>>>>

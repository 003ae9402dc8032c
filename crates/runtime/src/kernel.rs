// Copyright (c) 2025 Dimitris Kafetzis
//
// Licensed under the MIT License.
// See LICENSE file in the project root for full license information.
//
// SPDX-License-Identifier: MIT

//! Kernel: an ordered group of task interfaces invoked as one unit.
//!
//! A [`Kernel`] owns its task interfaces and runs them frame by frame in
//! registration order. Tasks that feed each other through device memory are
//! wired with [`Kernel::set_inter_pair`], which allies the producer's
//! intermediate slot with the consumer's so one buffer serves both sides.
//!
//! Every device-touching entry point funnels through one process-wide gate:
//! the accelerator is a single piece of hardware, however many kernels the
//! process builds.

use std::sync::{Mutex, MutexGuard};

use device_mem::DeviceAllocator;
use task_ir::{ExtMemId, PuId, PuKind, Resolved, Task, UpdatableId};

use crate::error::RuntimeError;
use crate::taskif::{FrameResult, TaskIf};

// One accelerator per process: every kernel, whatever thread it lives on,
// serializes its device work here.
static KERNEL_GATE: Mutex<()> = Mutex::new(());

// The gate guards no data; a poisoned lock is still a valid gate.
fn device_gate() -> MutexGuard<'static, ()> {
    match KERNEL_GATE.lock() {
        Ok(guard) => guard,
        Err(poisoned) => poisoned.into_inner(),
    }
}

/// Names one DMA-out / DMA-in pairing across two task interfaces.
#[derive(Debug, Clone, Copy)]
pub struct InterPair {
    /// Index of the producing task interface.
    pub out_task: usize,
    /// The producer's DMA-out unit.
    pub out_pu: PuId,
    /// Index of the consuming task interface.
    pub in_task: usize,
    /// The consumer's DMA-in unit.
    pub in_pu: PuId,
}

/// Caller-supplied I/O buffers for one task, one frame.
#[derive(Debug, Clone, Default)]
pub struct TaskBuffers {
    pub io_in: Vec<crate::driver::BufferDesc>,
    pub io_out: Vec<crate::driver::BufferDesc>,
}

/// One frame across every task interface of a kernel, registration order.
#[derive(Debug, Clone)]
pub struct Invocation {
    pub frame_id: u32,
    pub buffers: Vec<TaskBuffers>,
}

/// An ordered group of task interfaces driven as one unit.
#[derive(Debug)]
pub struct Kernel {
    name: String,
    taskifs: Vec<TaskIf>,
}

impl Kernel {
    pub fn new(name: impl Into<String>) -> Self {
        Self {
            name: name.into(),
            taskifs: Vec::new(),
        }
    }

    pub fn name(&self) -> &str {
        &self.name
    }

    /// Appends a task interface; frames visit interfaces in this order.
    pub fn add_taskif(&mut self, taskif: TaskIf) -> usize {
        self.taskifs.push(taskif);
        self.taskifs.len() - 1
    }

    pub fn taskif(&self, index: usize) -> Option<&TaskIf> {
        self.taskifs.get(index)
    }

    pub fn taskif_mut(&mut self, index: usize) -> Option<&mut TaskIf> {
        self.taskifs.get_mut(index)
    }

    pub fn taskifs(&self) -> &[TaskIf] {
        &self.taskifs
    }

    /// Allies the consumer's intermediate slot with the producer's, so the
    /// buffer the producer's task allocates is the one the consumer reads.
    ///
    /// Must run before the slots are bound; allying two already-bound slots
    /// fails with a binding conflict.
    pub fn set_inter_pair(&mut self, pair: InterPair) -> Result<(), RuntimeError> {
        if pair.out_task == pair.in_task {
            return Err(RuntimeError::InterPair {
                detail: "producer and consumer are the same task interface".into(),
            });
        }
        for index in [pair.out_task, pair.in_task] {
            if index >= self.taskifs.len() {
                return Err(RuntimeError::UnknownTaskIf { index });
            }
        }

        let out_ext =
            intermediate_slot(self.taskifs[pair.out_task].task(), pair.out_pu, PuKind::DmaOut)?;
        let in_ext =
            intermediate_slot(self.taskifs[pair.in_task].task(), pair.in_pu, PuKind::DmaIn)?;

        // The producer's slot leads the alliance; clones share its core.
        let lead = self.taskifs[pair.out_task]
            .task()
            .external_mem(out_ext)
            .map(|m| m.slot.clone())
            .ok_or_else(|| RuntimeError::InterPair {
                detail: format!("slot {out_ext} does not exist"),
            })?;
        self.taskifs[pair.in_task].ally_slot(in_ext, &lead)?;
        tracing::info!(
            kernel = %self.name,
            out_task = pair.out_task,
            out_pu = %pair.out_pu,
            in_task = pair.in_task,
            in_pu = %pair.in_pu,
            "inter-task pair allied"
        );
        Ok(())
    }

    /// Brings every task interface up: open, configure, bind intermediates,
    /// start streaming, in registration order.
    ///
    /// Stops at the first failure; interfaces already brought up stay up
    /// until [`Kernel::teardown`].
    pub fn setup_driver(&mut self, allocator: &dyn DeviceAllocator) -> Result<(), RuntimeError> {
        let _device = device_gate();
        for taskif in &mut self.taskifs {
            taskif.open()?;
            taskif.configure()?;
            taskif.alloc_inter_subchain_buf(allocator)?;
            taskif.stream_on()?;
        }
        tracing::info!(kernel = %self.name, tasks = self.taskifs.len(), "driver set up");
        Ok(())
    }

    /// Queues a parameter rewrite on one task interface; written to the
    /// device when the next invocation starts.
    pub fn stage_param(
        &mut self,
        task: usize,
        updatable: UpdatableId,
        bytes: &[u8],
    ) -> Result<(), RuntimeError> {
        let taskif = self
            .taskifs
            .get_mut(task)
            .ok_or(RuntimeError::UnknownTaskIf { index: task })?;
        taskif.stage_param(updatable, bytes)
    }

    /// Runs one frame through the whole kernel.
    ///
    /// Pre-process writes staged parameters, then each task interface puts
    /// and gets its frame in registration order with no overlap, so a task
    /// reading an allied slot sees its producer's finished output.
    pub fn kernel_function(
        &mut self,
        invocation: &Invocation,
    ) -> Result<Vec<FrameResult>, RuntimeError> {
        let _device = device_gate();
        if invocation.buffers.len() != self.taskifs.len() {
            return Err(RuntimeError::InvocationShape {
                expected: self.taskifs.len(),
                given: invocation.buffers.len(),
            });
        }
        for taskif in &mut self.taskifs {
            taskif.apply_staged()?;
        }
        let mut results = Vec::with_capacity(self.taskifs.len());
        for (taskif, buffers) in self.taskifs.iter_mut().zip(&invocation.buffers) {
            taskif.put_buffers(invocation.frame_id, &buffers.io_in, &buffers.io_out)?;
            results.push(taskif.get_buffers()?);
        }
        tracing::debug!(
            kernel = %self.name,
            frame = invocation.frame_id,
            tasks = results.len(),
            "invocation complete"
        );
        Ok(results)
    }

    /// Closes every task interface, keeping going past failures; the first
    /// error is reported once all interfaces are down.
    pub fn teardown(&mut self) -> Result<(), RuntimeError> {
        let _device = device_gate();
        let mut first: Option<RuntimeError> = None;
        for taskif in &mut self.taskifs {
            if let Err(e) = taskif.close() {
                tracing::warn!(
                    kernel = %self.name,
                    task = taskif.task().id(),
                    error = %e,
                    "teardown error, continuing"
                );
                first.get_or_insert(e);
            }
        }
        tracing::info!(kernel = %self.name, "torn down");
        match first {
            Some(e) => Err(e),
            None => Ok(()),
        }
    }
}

<<<<

| What you need to do |
Copy all the entries exactly.

| Result of this exercise |
repository 003ae9402dc8032c
filename crates/runtime/src/kernel.rs
// Copyright (c) 2025 Dimitris Kafetzis
//
// Licensed under the MIT License.
// See LICENSE file in the project root for full license information.
//
// SPDX-License-Identifier: MIT

//! Kernel: an ordered group of task interfaces invoked as one unit.
//!
//! A [`Kernel`] owns its task interfaces and runs them frame by frame in
//! registration order. Tasks that feed each other through device memory are
//! wired with [`Kernel::set_inter_pair`], which allies the producer's
//! intermediate slot with the consumer's so one buffer serves both sides.
//!
//! Every device-touching entry point funnels through one process-wide gate:
//! the accelerator is a single piece of hardware, however many kernels the
//! process builds.

use std::sync::{Mutex, MutexGuard};

use device_mem::DeviceAllocator;
use task_ir::{ExtMemId, PuId, PuKind, Resolved, Task, UpdatableId};

use crate::error::RuntimeError;
use crate::taskif::{FrameResult, TaskIf};

// One accelerator per process: every kernel, whatever thread it lives on,
// serializes its device work here.
static KERNEL_GATE: Mutex<()> = Mutex::new(());

// The gate guards no data; a poisoned lock is still a valid gate.
fn device_gate() -> MutexGuard<'static, ()> {
    match KERNEL_GATE.lock() {
        Ok(guard) => guard,
        Err(poisoned) => poisoned.into_inner(),
    }
}

/// Names one DMA-out / DMA-in pairing across two task interfaces.
#[derive(Debug, Clone, Copy)]
pub struct InterPair {
    /// Index of the producing task interface.
    pub out_task: usize,
    /// The producer's DMA-out unit.
    pub out_pu: PuId,
    /// Index of the consuming task interface.
    pub in_task: usize,
    /// The consumer's DMA-in unit.
    pub in_pu: PuId,
}

/// Caller-supplied I/O buffers for one task, one frame.
#[derive(Debug, Clone, Default)]
pub struct TaskBuffers {
    pub io_in: Vec<crate::driver::BufferDesc>,
    pub io_out: Vec<crate::driver::BufferDesc>,
}

/// One frame across every task interface of a kernel, registration order.
#[derive(Debug, Clone)]
pub struct Invocation {
    pub frame_id: u32,
    pub buffers: Vec<TaskBuffers>,
}

/// An ordered group of task interfaces driven as one unit.
#[derive(Debug)]
pub struct Kernel {
    name: String,
    taskifs: Vec<TaskIf>,
}

impl Kernel {
    pub fn new(name: impl Into<String>) -> Self {
        Self {
            name: name.into(),
            taskifs: Vec::new(),
        }
    }

    pub fn name(&self) -> &str {
        &self.name
    }

    /// Appends a task interface; frames visit interfaces in this order.
    pub fn add_taskif(&mut self, taskif: TaskIf) -> usize {
        self.taskifs.push(taskif);
        self.taskifs.len() - 1
    }

    pub fn taskif(&self, index: usize) -> Option<&TaskIf> {
        self.taskifs.get(index)
    }

    pub fn taskif_mut(&mut self, index: usize) -> Option<&mut TaskIf> {
        self.taskifs.get_mut(index)
    }

    pub fn taskifs(&self) -> &[TaskIf] {
        &self.taskifs
    }

    /// Allies the consumer's intermediate slot with the producer's, so the
    /// buffer the producer's task allocates is the one the consumer reads.
    ///
    /// Must run before the slots are bound; allying two already-bound slots
    /// fails with a binding conflict.
    pub fn set_inter_pair(&mut self, pair: InterPair) -> Result<(), RuntimeError> {
        if pair.out_task == pair.in_task {
            return Err(RuntimeError::InterPair {
                detail: "producer and consumer are the same task interface".into(),
            });
        }
        for index in [pair.out_task, pair.in_task] {
            if index >= self.taskifs.len() {
                return Err(RuntimeError::UnknownTaskIf { index });
            }
        }

        let out_ext =
            intermediate_slot(self.taskifs[pair.out_task].task(), pair.out_pu, PuKind::DmaOut)?;
        let in_ext =
            intermediate_slot(self.taskifs[pair.in_task].task(), pair.in_pu, PuKind::DmaIn)?;

        // The producer's slot leads the alliance; clones share its core.
        let lead = self.taskifs[pair.out_task]
            .task()
            .external_mem(out_ext)
            .map(|m| m.slot.clone())
            .ok_or_else(|| RuntimeError::InterPair {
                detail: format!("slot {out_ext} does not exist"),
            })?;
        self.taskifs[pair.in_task].ally_slot(in_ext, &lead)?;
        tracing::info!(
            kernel = %self.name,
            out_task = pair.out_task,
            out_pu = %pair.out_pu,
            in_task = pair.in_task,
            in_pu = %pair.in_pu,
            "inter-task pair allied"
        );
        Ok(())
    }

    /// Brings every task interface up: open, configure, bind intermediates,
    /// start streaming, in registration order.
    ///
    /// Stops at the first failure; interfaces already brought up stay up
    /// until [`Kernel::teardown`].
    pub fn setup_driver(&mut self, allocator: &dyn DeviceAllocator) -> Result<(), RuntimeError> {
        let _device = device_gate();
        for taskif in &mut self.taskifs {
            taskif.open()?;
            taskif.configure()?;
            taskif.alloc_inter_subchain_buf(allocator)?;
            taskif.stream_on()?;
        }
        tracing::info!(kernel = %self.name, tasks = self.taskifs.len(), "driver set up");
        Ok(())
    }

    /// Queues a parameter rewrite on one task interface; written to the
    /// device when the next invocation starts.
    pub fn stage_param(
        &mut self,
        task: usize,
        updatable: UpdatableId,
        bytes: &[u8],
    ) -> Result<(), RuntimeError> {
        let taskif = self
            .taskifs
            .get_mut(task)
            .ok_or(RuntimeError::UnknownTaskIf { index: task })?;
        taskif.stage_param(updatable, bytes)
    }

    /// Runs one frame through the whole kernel.
    ///
    /// Pre-process writes staged parameters, then each task interface puts
    /// and gets its frame in registration order with no overlap, so a task
    /// reading an allied slot sees its producer's finished output.
    pub fn kernel_function(
        &mut self,
        invocation: &Invocation,
    ) -> Result<Vec<FrameResult>, RuntimeError> {
        let _device = device_gate();
        if invocation.buffers.len() != self.taskifs.len() {
            return Err(RuntimeError::InvocationShape {
                expected: self.taskifs.len(),
                given: invocation.buffers.len(),
            });
        }
        for taskif in &mut self.taskifs {
            taskif.apply_staged()?;
        }
        let mut results = Vec::with_capacity(self.taskifs.len());
        for (taskif, buffers) in self.taskifs.iter_mut().zip(&invocation.buffers) {
            taskif.put_buffers(invocation.frame_id, &buffers.io_in, &buffers.io_out)?;
            results.push(taskif.get_buffers()?);
        }
        tracing::debug!(
            kernel = %self.name,
            frame = invocation.frame_id,
            tasks = results.len(),
            "invocation complete"
        );
        Ok(results)
    }

    /// Closes every task interface, keeping going past failures; the first
    /// error is reported once all interfaces are down.
    pub fn teardown(&mut self) -> Result<(), RuntimeError> {
        let _device = device_gate();
        let mut first: Option<RuntimeError> = None;
        for taskif in &mut self.taskifs {
            if let Err(e) = taskif.close() {
                tracing::warn!(
                    kernel = %self.name,
                    task = taskif.task().id(),
                    error = %e,
                    "teardown error, continuing"
                );
                first.get_or_insert(e);
            }
        }
        tracing::info!(kernel = %self.name, "torn down");
        match first {
            Some(e) => Err(e),
            None => Ok(()),
        }
    }
}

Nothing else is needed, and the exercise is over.